INSTRUCTIONS FOR THE TASK:
Only these lines of the data below are wanted: the one with "context, e.g. extra_context:where_to_put_it", the one with "to its paths", and any lines between them, each repeated exactly.

(Collected data entries)
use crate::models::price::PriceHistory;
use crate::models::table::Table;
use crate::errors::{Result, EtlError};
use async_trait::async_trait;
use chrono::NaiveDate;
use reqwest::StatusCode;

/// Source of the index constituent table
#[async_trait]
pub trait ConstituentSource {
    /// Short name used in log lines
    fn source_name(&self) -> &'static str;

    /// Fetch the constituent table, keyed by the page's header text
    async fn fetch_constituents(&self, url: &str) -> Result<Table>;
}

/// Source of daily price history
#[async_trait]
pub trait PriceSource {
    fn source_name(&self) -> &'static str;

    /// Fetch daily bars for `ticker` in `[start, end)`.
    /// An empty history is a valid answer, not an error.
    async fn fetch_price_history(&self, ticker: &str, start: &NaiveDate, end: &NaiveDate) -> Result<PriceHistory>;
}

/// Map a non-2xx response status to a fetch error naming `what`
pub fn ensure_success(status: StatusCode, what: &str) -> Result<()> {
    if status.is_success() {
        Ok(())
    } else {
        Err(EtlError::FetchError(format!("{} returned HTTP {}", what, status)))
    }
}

* * *

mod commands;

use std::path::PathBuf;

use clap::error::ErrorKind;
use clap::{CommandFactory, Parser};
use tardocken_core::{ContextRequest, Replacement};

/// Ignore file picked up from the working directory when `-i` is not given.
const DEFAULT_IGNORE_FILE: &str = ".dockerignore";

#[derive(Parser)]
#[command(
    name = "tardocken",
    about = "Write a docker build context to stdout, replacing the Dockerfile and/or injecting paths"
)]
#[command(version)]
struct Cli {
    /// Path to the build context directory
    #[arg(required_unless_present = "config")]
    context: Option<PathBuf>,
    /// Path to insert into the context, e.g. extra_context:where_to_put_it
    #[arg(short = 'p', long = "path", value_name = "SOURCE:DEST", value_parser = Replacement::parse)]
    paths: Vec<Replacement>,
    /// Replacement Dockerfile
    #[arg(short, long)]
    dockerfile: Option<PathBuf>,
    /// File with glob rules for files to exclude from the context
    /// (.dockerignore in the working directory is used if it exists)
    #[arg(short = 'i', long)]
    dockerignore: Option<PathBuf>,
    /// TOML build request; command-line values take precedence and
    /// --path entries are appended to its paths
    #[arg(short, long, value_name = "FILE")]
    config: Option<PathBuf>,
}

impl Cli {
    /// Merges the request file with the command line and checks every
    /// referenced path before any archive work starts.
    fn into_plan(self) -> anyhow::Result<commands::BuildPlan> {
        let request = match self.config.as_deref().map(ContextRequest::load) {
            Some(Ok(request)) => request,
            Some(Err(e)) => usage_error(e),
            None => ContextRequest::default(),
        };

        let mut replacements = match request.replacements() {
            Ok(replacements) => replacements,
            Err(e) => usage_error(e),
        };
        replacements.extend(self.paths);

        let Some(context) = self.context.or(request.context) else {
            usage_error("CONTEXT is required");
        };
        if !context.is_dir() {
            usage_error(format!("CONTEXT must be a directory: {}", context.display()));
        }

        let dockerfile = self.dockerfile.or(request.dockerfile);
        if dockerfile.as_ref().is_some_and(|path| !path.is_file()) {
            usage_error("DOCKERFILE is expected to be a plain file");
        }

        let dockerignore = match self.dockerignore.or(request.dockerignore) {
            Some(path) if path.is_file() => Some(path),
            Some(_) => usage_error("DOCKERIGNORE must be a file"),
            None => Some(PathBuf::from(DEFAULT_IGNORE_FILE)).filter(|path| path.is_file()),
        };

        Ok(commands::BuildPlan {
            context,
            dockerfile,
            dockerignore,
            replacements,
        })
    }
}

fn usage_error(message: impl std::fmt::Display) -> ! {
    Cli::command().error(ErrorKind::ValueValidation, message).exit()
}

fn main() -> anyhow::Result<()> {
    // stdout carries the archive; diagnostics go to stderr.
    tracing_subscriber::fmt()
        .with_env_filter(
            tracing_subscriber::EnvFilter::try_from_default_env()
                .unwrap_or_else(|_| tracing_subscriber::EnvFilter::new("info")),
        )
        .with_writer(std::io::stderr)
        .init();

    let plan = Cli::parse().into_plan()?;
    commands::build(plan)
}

SOLUTION TO THIS PROBLEM:
    /// Path to insert into the context, e.g. extra_context:where_to_put_it
    #[arg(short = 'p', long = "path", value_name = "SOURCE:DEST", value_parser = Replacement::parse)]
    paths: Vec<Replacement>,
    /// Replacement Dockerfile
    #[arg(short, long)]
    dockerfile: Option<PathBuf>,
    /// File with glob rules for files to exclude from the context
    /// (.dockerignore in the working directory is used if it exists)
    #[arg(short = 'i', long)]
    dockerignore: Option<PathBuf>,
    /// TOML build request; command-line values take precedence and
    /// --path entries are appended to its paths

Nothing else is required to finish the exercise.